Renal Perfusion in Scleroderma Patients Assessed by Microbubble-Based Contrast-Enhanced Ultrasound
Stefan Kleinert*, 1, Petra Roll 1, Christian Baumgaertner 1, Andrea Himsel 2, Adelheid Mueller 3, Martin Fleck 3, Martin Feuchtenberger 1, Manfred Jenett 4, Hans-Peter Tony 1
Identifiers and Pagination:Year: 2012
First Page: 50
Last Page: 53
Publisher ID: TORJ-6-50
Article History:Received Date: 19/3/2012
Revision Received Date: 4/4/2012
Acceptance Date: 15/4/2012
Electronic publication date: 30/5/2012
Collection year: 2012
open-access license: This is an open access article licensed under the terms of the Creative Commons Attribution Non-Commercial License (http://creativecommons.org/licenses/by-nc/3.0/) which permits unrestricted, non-commercial use, distribution and reproduction in any medium, provided the work is properly cited.
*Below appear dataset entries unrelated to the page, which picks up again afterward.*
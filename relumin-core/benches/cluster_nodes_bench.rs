use criterion::{BenchmarkId, Criterion, criterion_group, criterion_main};
use relumin_core::cluster::{decode_slot_list, encode_slots, parse_cluster_nodes};
use std::collections::BTreeSet;
use std::hint::black_box;

/// Build a report with `masters` masters, one replica each, slots split evenly
fn build_report(masters: u16) -> String {
    let per_node = 16384 / masters;
    let mut report = String::new();
    for i in 0..masters {
        let start = i * per_node;
        let end = if i == masters - 1 {
            16383
        } else {
            start + per_node - 1
        };
        let flags = if i == 0 { "myself,master" } else { "master" };
        report.push_str(&format!(
            "{:040x} 127.0.0.1:{} {} - 0 1426238316232 {} connected {}-{}\n",
            i,
            7000 + i,
            flags,
            i + 1,
            start,
            end
        ));
        report.push_str(&format!(
            "{:040x} 127.0.0.1:{} slave {:040x} 0 1426238317239 {} connected\n",
            1000 + u32::from(i),
            8000 + i,
            i,
            i + 1
        ));
    }
    report
}

/// Benchmark: CLUSTER NODES parsing by cluster size
fn bench_parse_cluster_nodes(c: &mut Criterion) {
    let mut group = c.benchmark_group("parse_cluster_nodes");

    for masters in [3u16, 16, 64] {
        let report = build_report(masters);
        group.bench_with_input(BenchmarkId::from_parameter(masters), &report, |b, report| {
            b.iter(|| parse_cluster_nodes(black_box(report), black_box("10.0.0.5:7000")).unwrap());
        });
    }

    group.finish();
}

/// Benchmark: slot codec on contiguous and fragmented sets
fn bench_slot_codec(c: &mut Criterion) {
    let mut group = c.benchmark_group("slot_codec");

    let contiguous: BTreeSet<u16> = (0..16384).collect();
    let fragmented: BTreeSet<u16> = (0..16384).step_by(2).collect();

    group.bench_function("encode_contiguous", |b| {
        b.iter(|| encode_slots(black_box(&contiguous)));
    });

    group.bench_function("encode_fragmented", |b| {
        b.iter(|| encode_slots(black_box(&fragmented)));
    });

    let encoded = encode_slots(&fragmented);
    group.bench_function("decode_fragmented", |b| {
        b.iter(|| decode_slot_list(black_box(&encoded)).unwrap());
    });

    group.finish();
}

criterion_group!(benches, bench_parse_cluster_nodes, bench_slot_codec);
criterion_main!(benches);
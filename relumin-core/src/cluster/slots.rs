//! Hash slot range codec
//!
//! Converts between slot sets and the comma-separated range notation used by
//! `CLUSTER NODES` and the slot management commands, e.g. `0-5460,5462`.
//! Single slots are written bare, never as `n-n`.

use std::collections::BTreeSet;

use super::types::{SlotRange, SlotRangeError, SlotRangeErrorKind, TOTAL_SLOTS};

/// Group slots into maximal runs of consecutive values, ascending.
pub fn slot_ranges<'a, I>(slots: I) -> Vec<SlotRange>
where
    I: IntoIterator<Item = &'a u16>,
{
    let sorted: BTreeSet<u16> = slots.into_iter().copied().collect();

    let mut ranges: Vec<SlotRange> = Vec::new();
    for slot in sorted {
        match ranges.last_mut() {
            Some(range) if range.end.checked_add(1) == Some(slot) => range.end = slot,
            _ => ranges.push(SlotRange::new(slot, slot)),
        }
    }
    ranges
}

/// Encode slots in canonical range notation.
///
/// # Example
/// ```
/// use relumin_core::cluster::encode_slots;
/// use std::collections::BTreeSet;
///
/// let slots: BTreeSet<u16> = [1, 2, 3, 7, 9, 10].into_iter().collect();
/// assert_eq!(encode_slots(&slots), "1-3,7,9-10");
/// ```
pub fn encode_slots<'a, I>(slots: I) -> String
where
    I: IntoIterator<Item = &'a u16>,
{
    slot_ranges(slots)
        .iter()
        .map(SlotRange::to_string)
        .collect::<Vec<_>>()
        .join(",")
}

/// Decode slot tokens (`"7"`, `"0-5460"`) into a slot set.
///
/// Overlapping and duplicate tokens coalesce. The first bad token aborts the
/// call and is named in the error.
pub fn decode_slots<S: AsRef<str>>(tokens: &[S]) -> Result<BTreeSet<u16>, SlotRangeError> {
    let mut slots = BTreeSet::new();
    for token in tokens {
        let range = parse_slot_token(token.as_ref())?;
        slots.extend(range.start..=range.end);
    }
    Ok(slots)
}

/// Decode a comma-separated slot list such as the output of [`encode_slots`].
pub fn decode_slot_list(list: &str) -> Result<BTreeSet<u16>, SlotRangeError> {
    let tokens: Vec<&str> = list
        .split(',')
        .map(str::trim)
        .filter(|t| !t.is_empty())
        .collect();
    decode_slots(&tokens)
}

/// Parse one `start-end` or single-slot token.
pub(crate) fn parse_slot_token(token: &str) -> Result<SlotRange, SlotRangeError> {
    let trimmed = token.trim();
    let segments: Vec<&str> = trimmed.split('-').collect();

    let (start, end) = match segments.as_slice() {
        [single] => {
            let slot = parse_slot(single, token)?;
            (slot, slot)
        }
        [start, end] => (parse_slot(start, token)?, parse_slot(end, token)?),
        _ => {
            return Err(SlotRangeError::new(
                token,
                SlotRangeErrorKind::InvalidFormat,
            ));
        }
    };

    if start > end {
        return Err(SlotRangeError::new(
            token,
            SlotRangeErrorKind::StartAfterEnd,
        ));
    }

    Ok(SlotRange::new(start, end))
}

fn parse_slot(segment: &str, token: &str) -> Result<u16, SlotRangeError> {
    // u16::from_str accepts a leading '+', the wire format never does
    if segment.is_empty() || !segment.bytes().all(|b| b.is_ascii_digit()) {
        return Err(SlotRangeError::new(
            token,
            SlotRangeErrorKind::InvalidFormat,
        ));
    }

    match segment.parse::<u16>() {
        Ok(slot) if slot < TOTAL_SLOTS => Ok(slot),
        _ => Err(SlotRangeError::new(token, SlotRangeErrorKind::OutOfRange)),
    }
}

#[cfg(test)]
mod tests {
    use super::*;

    fn set(slots: &[u16]) -> BTreeSet<u16> {
        slots.iter().copied().collect()
    }

    #[test]
    fn test_encode_empty_and_single() {
        assert_eq!(encode_slots(&set(&[])), "");
        assert_eq!(encode_slots(&set(&[5])), "5");
    }

    #[test]
    fn test_encode_runs() {
        assert_eq!(encode_slots(&set(&[1, 2, 3, 7, 9, 10])), "1-3,7,9-10");
        assert_eq!(encode_slots(&set(&[0, 16383])), "0,16383");
        assert_eq!(encode_slots(&set(&[4, 5])), "4-5");
    }

    #[test]
    fn test_encode_accepts_unsorted_input() {
        let slots = vec![10u16, 3, 9, 1, 2, 2];
        assert_eq!(encode_slots(&slots), "1-3,9-10");
    }

    #[test]
    fn test_encode_full_range() {
        let all: BTreeSet<u16> = (0..TOTAL_SLOTS).collect();
        assert_eq!(encode_slots(&all), "0-16383");
    }

    #[test]
    fn test_encode_never_emits_singleton_range() {
        let slots = set(&[1, 3, 5, 6, 8, 100, 102, 103, 104]);
        let encoded = encode_slots(&slots);
        for token in encoded.split(',') {
            if let Some((start, end)) = token.split_once('-') {
                assert_ne!(start, end, "singleton rendered as range in {encoded}");
            }
        }
        assert_eq!(encoded, "1,3,5-6,8,100,102-104");
    }

    #[test]
    fn test_decode_ranges() {
        assert_eq!(
            decode_slots(&["1-3", "7", "9-10"]).unwrap(),
            set(&[1, 2, 3, 7, 9, 10])
        );
    }

    #[test]
    fn test_decode_trims_and_coalesces() {
        assert_eq!(
            decode_slots(&[" 1-4 ", "3-5", "5"]).unwrap(),
            set(&[1, 2, 3, 4, 5])
        );
    }

    #[test]
    fn test_decode_start_after_end() {
        let err = decode_slots(&["5-3"]).unwrap_err();
        assert_eq!(err.token, "5-3");
        assert_eq!(err.kind, SlotRangeErrorKind::StartAfterEnd);
    }

    #[test]
    fn test_decode_non_numeric() {
        let err = decode_slots(&["abc"]).unwrap_err();
        assert_eq!(err.token, "abc");
        assert_eq!(err.kind, SlotRangeErrorKind::InvalidFormat);

        let err = decode_slots(&["1-x"]).unwrap_err();
        assert_eq!(err.token, "1-x");
    }

    #[test]
    fn test_decode_malformed_segments() {
        for token in ["1-2-3", "-1", "1-", "", "+5"] {
            let err = decode_slots(&[token]).unwrap_err();
            assert_eq!(err.kind, SlotRangeErrorKind::InvalidFormat, "{token}");
        }
    }

    #[test]
    fn test_decode_out_of_range() {
        let err = decode_slots(&["16380-16384"]).unwrap_err();
        assert_eq!(err.kind, SlotRangeErrorKind::OutOfRange);
        assert!(decode_slots(&["99999999"]).is_err());
        assert!(decode_slots(&["16383"]).is_ok());
    }

    #[test]
    fn test_decode_stops_at_first_bad_token() {
        let err = decode_slots(&["1-3", "oops", "9-5"]).unwrap_err();
        assert_eq!(err.token, "oops");
    }

    #[test]
    fn test_round_trip_is_canonical() {
        let decoded = decode_slots(&["9-10", "1", "2-3", "7", "3"]).unwrap();
        let encoded = encode_slots(&decoded);
        assert_eq!(encoded, "1-3,7,9-10");
        assert_eq!(decode_slot_list(&encoded).unwrap(), decoded);
    }

    #[test]
    fn test_decode_slot_list_skips_empty_segments() {
        assert_eq!(decode_slot_list("0-2,,5,").unwrap(), set(&[0, 1, 2, 5]));
        assert!(decode_slot_list("").unwrap().is_empty());
    }

    #[test]
    fn test_slot_ranges() {
        let ranges = slot_ranges(&set(&[0, 1, 2, 10]));
        assert_eq!(ranges, vec![SlotRange::new(0, 2), SlotRange::new(10, 10)]);
        assert!(slot_ranges(&set(&[])).is_empty());
    }
}
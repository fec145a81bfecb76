//! CLUSTER NODES parser
//!
//! Turns the raw report of one cluster node into [`ClusterNode`] records.
//!
//! Line format:
//! `<id> <ip:port> <flags> <master> <ping-sent> <pong-recv> <config-epoch> <link-state> <slot> <slot> ... <slot>`
//!
//! Example:
//! ```text
//! 07c37dfeb235213a872192d90877d0cd55635b91 127.0.0.1:30004 slave e7d1eecce10fd6bb5eb35b9f99a514335d9ba9ca 0 1426238317239 4 connected
//! ```
//!
//! A single malformed line fails the whole report.

use std::collections::{BTreeMap, BTreeSet};
use tracing::{debug, trace};

use super::slots::parse_slot_token;
use super::types::{
    ClusterNode, FLAG_MYSELF, NodesParseError, NodesParseErrorKind, TOTAL_SLOTS,
};

/// Minimum number of whitespace-separated fields on a node line
const MIN_FIELDS: usize = 8;

const MIGRATING_SEPARATOR: &str = "->-";
const IMPORTING_SEPARATOR: &str = "-<-";

/// Parse a full `CLUSTER NODES` report.
///
/// `queried_endpoint` is the `host:port` the report was fetched from. It is
/// used to replace loopback addresses (and the empty address a node reports
/// for itself before joining) with an address reachable by the caller; pass
/// an empty string to keep addresses as reported.
///
/// Nodes are returned in report order.
pub fn parse_cluster_nodes(
    raw: &str,
    queried_endpoint: &str,
) -> Result<Vec<ClusterNode>, NodesParseError> {
    let mut nodes = Vec::new();

    for (index, line) in raw.split('\n').enumerate() {
        let line = line.trim();
        if line.is_empty() {
            continue;
        }

        let node = parse_cluster_node_line(line, queried_endpoint).map_err(|kind| {
            NodesParseError {
                line_number: index + 1,
                line: line.to_string(),
                kind,
            }
        })?;
        trace!(node_id = %node.node_id, address = %node.host_and_port, "Parsed cluster node");
        nodes.push(node);
    }

    debug!(
        "Parsed {} cluster nodes reported by {}",
        nodes.len(),
        if queried_endpoint.trim().is_empty() {
            "<unknown>"
        } else {
            queried_endpoint
        }
    );
    Ok(nodes)
}

/// Parse a single node line.
pub fn parse_cluster_node_line(
    line: &str,
    queried_endpoint: &str,
) -> Result<ClusterNode, NodesParseErrorKind> {
    let parts: Vec<&str> = line.split_whitespace().collect();
    if parts.len() < MIN_FIELDS {
        return Err(NodesParseErrorKind::MissingFields {
            expected: MIN_FIELDS,
            found: parts.len(),
        });
    }

    let mut builder = NodeBuilder::new(parts[0]);
    builder.host_and_port = resolve_address(parts[1], queried_endpoint)?;
    builder.flags = parse_flags(parts[2]);
    builder.master_node_id = if parts[3] == "-" {
        String::new()
    } else {
        parts[3].to_string()
    };
    builder.ping_sent = parse_number("ping-sent", parts[4])?;
    builder.pong_received = parse_number("pong-recv", parts[5])?;
    builder.config_epoch = parse_number("config-epoch", parts[6])?;
    builder.connected = parts[7] == "connected";

    // Only the reporting node lists its own migrations, so brackets are
    // recognized on the myself line alone.
    let is_myself = builder.flags.iter().any(|f| f == FLAG_MYSELF);
    for &token in &parts[MIN_FIELDS..] {
        if is_myself && token.starts_with('[') {
            builder.add_descriptor(token)?;
        } else {
            builder.add_slots(token)?;
        }
    }

    Ok(builder.build())
}

/// Resolve the reported address against the endpoint that was queried.
fn resolve_address(reported: &str, queried_endpoint: &str) -> Result<String, NodesParseErrorKind> {
    if queried_endpoint.trim().is_empty() {
        return Ok(reported.to_string());
    }

    // A node that does not know its own address yet reports ":port"
    if reported.starts_with(':') {
        return Ok(queried_endpoint.to_string());
    }

    let Some((ip, port)) = reported.split_once(':') else {
        return Err(NodesParseErrorKind::InvalidAddress(reported.to_string()));
    };

    if ip == "127.0.0.1" || ip == "localhost" {
        let host = queried_endpoint
            .split_once(':')
            .map_or(queried_endpoint, |(host, _)| host)
            .trim();
        Ok(format!("{}:{}", host, port))
    } else {
        Ok(reported.to_string())
    }
}

fn parse_flags(field: &str) -> Vec<String> {
    let mut flags: Vec<String> = Vec::new();
    for flag in field.split(',').map(str::trim).filter(|f| !f.is_empty()) {
        if !flags.iter().any(|f| f == flag) {
            flags.push(flag.to_string());
        }
    }
    flags
}

fn parse_number(field: &'static str, value: &str) -> Result<i64, NodesParseErrorKind> {
    value
        .parse()
        .map_err(|source| NodesParseErrorKind::InvalidNumber {
            field,
            value: value.to_string(),
            source,
        })
}

/// Per-line accumulator, frozen into a [`ClusterNode`] once the line is done
struct NodeBuilder {
    node_id: String,
    host_and_port: String,
    flags: Vec<String>,
    master_node_id: String,
    ping_sent: i64,
    pong_received: i64,
    config_epoch: i64,
    connected: bool,
    migrating: BTreeMap<u16, String>,
    importing: BTreeMap<u16, String>,
    served_slots: BTreeSet<u16>,
}

impl NodeBuilder {
    fn new(node_id: &str) -> Self {
        Self {
            node_id: node_id.to_string(),
            host_and_port: String::new(),
            flags: Vec::new(),
            master_node_id: String::new(),
            ping_sent: 0,
            pong_received: 0,
            config_epoch: 0,
            connected: false,
            migrating: BTreeMap::new(),
            importing: BTreeMap::new(),
            served_slots: BTreeSet::new(),
        }
    }

    /// `[slot->-destination]` or `[slot-<-source]`
    fn add_descriptor(&mut self, token: &str) -> Result<(), NodesParseErrorKind> {
        let invalid = || NodesParseErrorKind::InvalidDescriptor(token.to_string());

        let inner = token
            .strip_prefix('[')
            .and_then(|t| t.strip_suffix(']'))
            .ok_or_else(invalid)?;

        let (target, slot, node_id) =
            if let Some((slot, node_id)) = inner.split_once(MIGRATING_SEPARATOR) {
                (&mut self.migrating, slot, node_id)
            } else if let Some((slot, node_id)) = inner.split_once(IMPORTING_SEPARATOR) {
                (&mut self.importing, slot, node_id)
            } else {
                return Err(invalid());
            };

        let slot: u16 = slot.parse().map_err(|_| invalid())?;
        if slot >= TOTAL_SLOTS || node_id.is_empty() {
            return Err(invalid());
        }

        target.insert(slot, node_id.to_string());
        Ok(())
    }

    fn add_slots(&mut self, token: &str) -> Result<(), NodesParseErrorKind> {
        let range = parse_slot_token(token).map_err(NodesParseErrorKind::InvalidSlots)?;
        self.served_slots.extend(range.start..=range.end);
        Ok(())
    }

    fn build(self) -> ClusterNode {
        ClusterNode {
            node_id: self.node_id,
            host_and_port: self.host_and_port,
            flags: self.flags,
            master_node_id: self.master_node_id,
            ping_sent: self.ping_sent,
            pong_received: self.pong_received,
            config_epoch: self.config_epoch,
            connected: self.connected,
            migrating: self.migrating,
            importing: self.importing,
            served_slots: self.served_slots,
        }
    }
}

#[cfg(test)]
mod tests {
    use super::*;

    const ENDPOINT: &str = "10.0.0.5:7000";

    #[test]
    fn test_parse_myself_master_with_loopback_address() {
        let line = "abc123 127.0.0.1:7000 myself,master - 0 0 1 connected 0-5461";
        let node = parse_cluster_node_line(line, ENDPOINT).unwrap();

        assert_eq!(node.node_id(), "abc123");
        assert_eq!(node.host_and_port(), "10.0.0.5:7000");
        assert_eq!(node.flags(), ["myself", "master"]);
        assert_eq!(node.master_node_id(), "");
        assert!(node.is_connected());
        assert_eq!(node.slot_count(), 5462);
        assert_eq!(node.served_slots().first(), Some(&0));
        assert_eq!(node.served_slots().last(), Some(&5461));
        assert!(node.migrating().is_empty());
        assert!(node.importing().is_empty());
    }

    #[test]
    fn test_parse_migrating_descriptor() {
        let line =
            "def456 10.0.0.6:7001 myself,master - 0 0 2 connected [1000->-abc123] 5462-10922";
        let node = parse_cluster_node_line(line, ENDPOINT).unwrap();

        assert_eq!(node.host_and_port(), "10.0.0.6:7001");
        assert_eq!(node.migrating().get(&1000).map(String::as_str), Some("abc123"));
        assert_eq!(node.migrating().len(), 1);
        assert_eq!(node.served_slots_display(), "5462-10922");
    }

    #[test]
    fn test_parse_importing_descriptor() {
        let line = "def456 10.0.0.6:7001 myself,master - 0 0 2 connected 0-10 [93-<-292f8b365bb7edb5e285caf0b7e6ddc7265d2f4f]";
        let node = parse_cluster_node_line(line, ENDPOINT).unwrap();

        assert_eq!(
            node.importing().get(&93).map(String::as_str),
            Some("292f8b365bb7edb5e285caf0b7e6ddc7265d2f4f")
        );
        assert_eq!(node.slot_count(), 11);
    }

    #[test]
    fn test_parse_replica() {
        let line = "07c37dfeb235213a872192d90877d0cd55635b91 10.0.0.7:30004 slave e7d1eecce10fd6bb5eb35b9f99a514335d9ba9ca 0 1426238317239 4 connected";
        let node = parse_cluster_node_line(line, ENDPOINT).unwrap();

        assert!(node.is_replica());
        assert_eq!(
            node.master_node_id(),
            "e7d1eecce10fd6bb5eb35b9f99a514335d9ba9ca"
        );
        assert_eq!(node.pong_received(), 1426238317239);
        assert_eq!(node.config_epoch(), 4);
        assert!(node.served_slots().is_empty());
    }

    #[test]
    fn test_address_kept_when_endpoint_blank() {
        let line = "abc 127.0.0.1:7000 master - 0 0 1 connected";
        let node = parse_cluster_node_line(line, "  ").unwrap();
        assert_eq!(node.host_and_port(), "127.0.0.1:7000");
    }

    #[test]
    fn test_empty_self_address_uses_endpoint() {
        let line = "abc :7000 myself,master - 0 0 0 connected";
        let node = parse_cluster_node_line(line, ENDPOINT).unwrap();
        assert_eq!(node.host_and_port(), ENDPOINT);
    }

    #[test]
    fn test_localhost_is_substituted() {
        let line = "abc localhost:7002 master - 0 0 0 connected";
        let node = parse_cluster_node_line(line, ENDPOINT).unwrap();
        assert_eq!(node.host_and_port(), "10.0.0.5:7002");
    }

    #[test]
    fn test_address_without_port_is_rejected() {
        let line = "abc 10.0.0.1 master - 0 0 0 connected";
        let err = parse_cluster_node_line(line, ENDPOINT).unwrap_err();
        assert!(matches!(err, NodesParseErrorKind::InvalidAddress(ref a) if a == "10.0.0.1"));
    }

    #[test]
    fn test_bus_port_suffix_is_not_stripped() {
        let line = "abc 127.0.0.1:7000@17000 master - 0 0 0 connected";
        let node = parse_cluster_node_line(line, ENDPOINT).unwrap();
        assert_eq!(node.host_and_port(), "10.0.0.5:7000@17000");
        assert_eq!(node.port(), None);
    }

    #[test]
    fn test_flags_trimmed_deduplicated_and_ordered() {
        let line = "abc 10.0.0.1:7000 slave,,fail?,slave - 0 0 0 disconnected";
        let node = parse_cluster_node_line(line, ENDPOINT).unwrap();
        assert_eq!(node.flags(), ["slave", "fail?"]);
        assert!(!node.is_connected());
    }

    #[test]
    fn test_unknown_link_state_is_not_connected() {
        let line = "abc 10.0.0.1:7000 master - 0 0 0 handshaking";
        let node = parse_cluster_node_line(line, ENDPOINT).unwrap();
        assert!(!node.is_connected());
    }

    #[test]
    fn test_missing_fields() {
        let err = parse_cluster_node_line("abc 10.0.0.1:7000 master - 0 0 0", ENDPOINT)
            .unwrap_err();
        assert!(matches!(
            err,
            NodesParseErrorKind::MissingFields {
                expected: 8,
                found: 7
            }
        ));
    }

    #[test]
    fn test_non_numeric_epoch() {
        let err = parse_cluster_node_line("abc 10.0.0.1:7000 master - 0 0 x connected", ENDPOINT)
            .unwrap_err();
        match err {
            NodesParseErrorKind::InvalidNumber { field, value, .. } => {
                assert_eq!(field, "config-epoch");
                assert_eq!(value, "x");
            }
            other => panic!("unexpected error: {other:?}"),
        }
    }

    #[test]
    fn test_unrecognized_descriptor_on_myself_line() {
        let line = "abc 10.0.0.1:7000 myself,master - 0 0 0 connected [1000]";
        let err = parse_cluster_node_line(line, ENDPOINT).unwrap_err();
        assert!(matches!(err, NodesParseErrorKind::InvalidDescriptor(ref t) if t == "[1000]"));

        let line = "abc 10.0.0.1:7000 myself,master - 0 0 0 connected [1000->-abc";
        assert!(matches!(
            parse_cluster_node_line(line, ENDPOINT).unwrap_err(),
            NodesParseErrorKind::InvalidDescriptor(_)
        ));

        let line = "abc 10.0.0.1:7000 myself,master - 0 0 0 connected [x->-abc]";
        assert!(matches!(
            parse_cluster_node_line(line, ENDPOINT).unwrap_err(),
            NodesParseErrorKind::InvalidDescriptor(_)
        ));
    }

    #[test]
    fn test_descriptor_on_other_line_goes_through_slot_decoder() {
        let line = "abc 10.0.0.1:7000 master - 0 0 0 connected [1000->-def]";
        let err = parse_cluster_node_line(line, ENDPOINT).unwrap_err();
        match err {
            NodesParseErrorKind::InvalidSlots(source) => assert_eq!(source.token, "[1000->-def]"),
            other => panic!("unexpected error: {other:?}"),
        }
    }

    #[test]
    fn test_report_fails_as_a_whole() {
        let raw = "\
abc 10.0.0.1:7000 myself,master - 0 0 1 connected 0-100
def 10.0.0.2:7000 master - 0 0 oops connected 101-200
";
        let err = parse_cluster_nodes(raw, ENDPOINT).unwrap_err();
        assert_eq!(err.line_number, 2);
        assert!(err.line.starts_with("def "));
        assert!(matches!(err.kind, NodesParseErrorKind::InvalidNumber { .. }));
    }

    #[test]
    fn test_report_preserves_order_and_skips_blank_lines() {
        let raw = "b 10.0.0.2:7000 master - 0 0 2 connected 5-9\r\n\r\na 10.0.0.1:7000 myself,master - 0 0 1 connected 0-4\r\n";
        let nodes = parse_cluster_nodes(raw, ENDPOINT).unwrap();
        let ids: Vec<&str> = nodes.iter().map(ClusterNode::node_id).collect();
        assert_eq!(ids, ["b", "a"]);
        assert!(parse_cluster_nodes("", ENDPOINT).unwrap().is_empty());
    }
}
Renal damage is common in scleroderma. It can occur acutely or chronically. Renal reserve might already be impaired before it can be detected by laboratory findings. Microbubble-based contrast-enhanced ultrasound has been demonstrated to improve blood perfusion imaging in organs. Therefore, we conducted a study to assess renal perfusion in scleroderma patients utilizing this novel technique.
Materials and Methodology:
Microbubble-based contrast agent was infused and destroyed by using high mechanical index by Siemens Sequoia (curved array, 4.5 MHz). Replenishment was recorded for 8 seconds. Regions of interests (ROI) were analyzed in renal parenchyma, interlobular artery and renal pyramid with quantitative contrast software (CUSQ 1.4, Siemens Acuson, Mountain View, California). Time to maximal Enhancement (TmE), maximal enhancement (mE) and maximal enhancement relative to maximal enhancement of the interlobular artery (mE%A) were calculated for different ROIs.
There was a linear correlation between the time to maximal enhancement in the parenchyma and the glomerular filtration rate. However, the other parameters did not reveal significant differences between scleroderma patients and healthy controls.
Renal perfusion of scleroderma patients including the glomerular filtration rate can be assessed using microbubble-based contrast media.